### Extracted information ###
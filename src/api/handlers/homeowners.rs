//! Homeowner analytics handlers: listing, KPIs, rankings, and breakdowns.

use axum::extract::rejection::QueryRejection;
use axum::extract::{Query, State};
use axum::response::IntoResponse;
use axum::routing::get;
use axum::{Json, Router};

use crate::api::dto::{FilterQuery, MaybeEmpty, RadarQuery, RegionQuery};
use crate::app_state::AppState;
use crate::domain::Homeowner;
use crate::domain::aggregate::{Kpis, Radar, RegionOptions, SubRegionRevenue, Summary, TradeCount};
use crate::error::{ApiError, ErrorResponse};

fn query<T>(params: Result<Query<T>, QueryRejection>) -> Result<T, ApiError> {
    params
        .map(|Query(inner)| inner)
        .map_err(|rejection| ApiError::InvalidRequest(rejection.body_text()))
}

/// `GET /homeowners` — Every customer record.
#[utoipa::path(
    get,
    path = "/homeowners",
    tag = "Homeowners",
    summary = "List all homeowners",
    description = "Returns every record of the cached snapshot. Absent fields are null.",
    responses(
        (status = 200, description = "All records", body = Vec<Homeowner>),
    )
)]
pub async fn list_homeowners(State(state): State<AppState>) -> impl IntoResponse {
    let dataset = state.homeowner_service.list_all().await;
    Json(dataset.records()).into_response()
}

/// `GET /homeowners/kpis` — KPI card figures.
///
/// # Errors
///
/// Returns [`ApiError::InvalidRequest`] if the query string is malformed.
#[utoipa::path(
    get,
    path = "/homeowners/kpis",
    tag = "Homeowners",
    summary = "KPI figures",
    description = "Customer count, mean RFMD score, spend and frequency, top trade and region over the filtered customers. An empty object when nothing matches.",
    params(FilterQuery),
    responses(
        (status = 200, description = "KPI object, or {} when empty", body = Kpis),
        (status = 400, description = "Malformed query", body = ErrorResponse),
    )
)]
pub async fn kpis(
    State(state): State<AppState>,
    params: Result<Query<FilterQuery>, QueryRejection>,
) -> Result<impl IntoResponse, ApiError> {
    let params = query(params)?;
    let kpis = state.homeowner_service.kpis(&params.filter()).await;
    Ok(Json(MaybeEmpty::from(kpis)))
}

/// `GET /homeowners/top10` — Highest-scoring customers.
///
/// # Errors
///
/// Returns [`ApiError::InvalidRequest`] if the query string is malformed.
#[utoipa::path(
    get,
    path = "/homeowners/top10",
    tag = "Homeowners",
    summary = "Top 10 customers by RFMD score",
    description = "Filtered customers sorted by RFMD_score descending, equal scores in load order. \
        Each row is a Homeowner object plus every extra source column as an additional key \
        (names normalized, spaces as underscores), except the legacy `area` column.",
    params(FilterQuery),
    responses(
        (status = 200, description = "Up to ten Homeowner records, each with any extra source columns as additional keys", body = Vec<Homeowner>),
        (status = 400, description = "Malformed query", body = ErrorResponse),
    )
)]
pub async fn top10(
    State(state): State<AppState>,
    params: Result<Query<FilterQuery>, QueryRejection>,
) -> Result<impl IntoResponse, ApiError> {
    let params = query(params)?;
    Ok(Json(state.homeowner_service.top10(&params.filter()).await))
}

/// `GET /homeowners/radar` — Average R/F/M/D scores.
///
/// # Errors
///
/// Returns [`ApiError::InvalidRequest`] if the query string is malformed.
#[utoipa::path(
    get,
    path = "/homeowners/radar",
    tag = "Homeowners",
    summary = "Radar chart scores",
    description = "Per-segment averages for a known segment, otherwise the mean of the per-segment averages.",
    params(RadarQuery),
    responses(
        (status = 200, description = "Four labels and four scores", body = Radar),
        (status = 400, description = "Malformed query", body = ErrorResponse),
    )
)]
pub async fn radar(
    State(state): State<AppState>,
    params: Result<Query<RadarQuery>, QueryRejection>,
) -> Result<impl IntoResponse, ApiError> {
    let params = query(params)?;
    let radar = state
        .homeowner_service
        .radar(params.segment.as_deref())
        .await;
    Ok(Json(radar))
}

/// `GET /homeowners/tradecounts` — Customers per trade.
///
/// # Errors
///
/// Returns [`ApiError::InvalidRequest`] if the query string is malformed.
#[utoipa::path(
    get,
    path = "/homeowners/tradecounts",
    tag = "Homeowners",
    summary = "Trade counts by region",
    description = "Counts customers per trade after exact segment, region and sub-region filtering. `All`, `All Regions` and `All Sub-Regions` disable a filter.",
    params(FilterQuery),
    responses(
        (status = 200, description = "Trade counts, most frequent first", body = Vec<TradeCount>),
        (status = 400, description = "Malformed query", body = ErrorResponse),
    )
)]
pub async fn trade_counts(
    State(state): State<AppState>,
    params: Result<Query<FilterQuery>, QueryRejection>,
) -> Result<impl IntoResponse, ApiError> {
    let params = query(params)?;
    let counts = state
        .homeowner_service
        .trade_counts(&params.filter())
        .await;
    Ok(Json(counts))
}

/// `GET /homeowners/summary` — Summary box figures.
///
/// # Errors
///
/// Returns [`ApiError::InvalidRequest`] if the query string is malformed.
#[utoipa::path(
    get,
    path = "/homeowners/summary",
    tag = "Homeowners",
    summary = "Summary figures",
    description = "KPI figures plus the best segment by mean RFMD score, the highest and lowest regions by total spend and the total RFMD score, over the filtered customers. An empty object when nothing matches.",
    params(FilterQuery),
    responses(
        (status = 200, description = "Summary object, or {} when empty", body = Summary),
        (status = 400, description = "Malformed query", body = ErrorResponse),
    )
)]
pub async fn summary(
    State(state): State<AppState>,
    params: Result<Query<FilterQuery>, QueryRejection>,
) -> Result<impl IntoResponse, ApiError> {
    let params = query(params)?;
    let summary = state.homeowner_service.summary(&params.filter()).await;
    Ok(Json(MaybeEmpty::from(summary)))
}

/// `GET /homeowners/segments` — Segment filter options.
#[utoipa::path(
    get,
    path = "/homeowners/segments",
    tag = "Homeowners",
    summary = "List segments",
    description = "Distinct segment labels in order of first appearance.",
    responses(
        (status = 200, description = "Segment labels", body = Vec<String>),
    )
)]
pub async fn segments(State(state): State<AppState>) -> impl IntoResponse {
    Json(state.homeowner_service.segments().await)
}

/// `GET /homeowners/regions` — Region and sub-region filter options.
#[utoipa::path(
    get,
    path = "/homeowners/regions",
    tag = "Homeowners",
    summary = "List regions",
    description = "Every region with its sorted sub-regions.",
    responses(
        (status = 200, description = "Region options", body = Vec<RegionOptions>),
    )
)]
pub async fn regions(State(state): State<AppState>) -> impl IntoResponse {
    Json(state.homeowner_service.regions().await)
}

/// `GET /homeowners/subregion-revenue` — Revenue extremes by sub-region.
///
/// # Errors
///
/// Returns [`ApiError::InvalidRequest`] if the query string is malformed.
#[utoipa::path(
    get,
    path = "/homeowners/subregion-revenue",
    tag = "Homeowners",
    summary = "Sub-region revenue extremes",
    description = "Highest and lowest total spend by sub-region, optionally within one segment and region. An empty object when no sub-region matches.",
    params(RegionQuery),
    responses(
        (status = 200, description = "Revenue extremes, or {} when empty", body = SubRegionRevenue),
        (status = 400, description = "Malformed query", body = ErrorResponse),
    )
)]
pub async fn sub_region_revenue(
    State(state): State<AppState>,
    params: Result<Query<RegionQuery>, QueryRejection>,
) -> Result<impl IntoResponse, ApiError> {
    let params = query(params)?;
    let revenue = state
        .homeowner_service
        .sub_region_revenue(&params.filter())
        .await;
    Ok(Json(MaybeEmpty::from(revenue)))
}

/// Homeowner routes mounted under `/homeowners`.
pub fn routes() -> Router<AppState> {
    Router::new()
        .route("/homeowners", get(list_homeowners))
        .route("/homeowners/kpis", get(kpis))
        .route("/homeowners/top10", get(top10))
        .route("/homeowners/radar", get(radar))
        .route("/homeowners/tradecounts", get(trade_counts))
        .route("/homeowners/summary", get(summary))
        .route("/homeowners/segments", get(segments))
        .route("/homeowners/regions", get(regions))
        .route("/homeowners/subregion-revenue", get(sub_region_revenue))
}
###
Work order
Repeat, exactly as they stand, the line that contains "Router::new()" and all the lines after it in the data above.

Result for this exercise
    Router::new()
        .route("/homeowners", get(list_homeowners))
        .route("/homeowners/kpis", get(kpis))
        .route("/homeowners/top10", get(top10))
        .route("/homeowners/radar", get(radar))
        .route("/homeowners/tradecounts", get(trade_counts))
        .route("/homeowners/summary", get(summary))
        .route("/homeowners/segments", get(segments))
        .route("/homeowners/regions", get(regions))
        .route("/homeowners/subregion-revenue", get(sub_region_revenue))
}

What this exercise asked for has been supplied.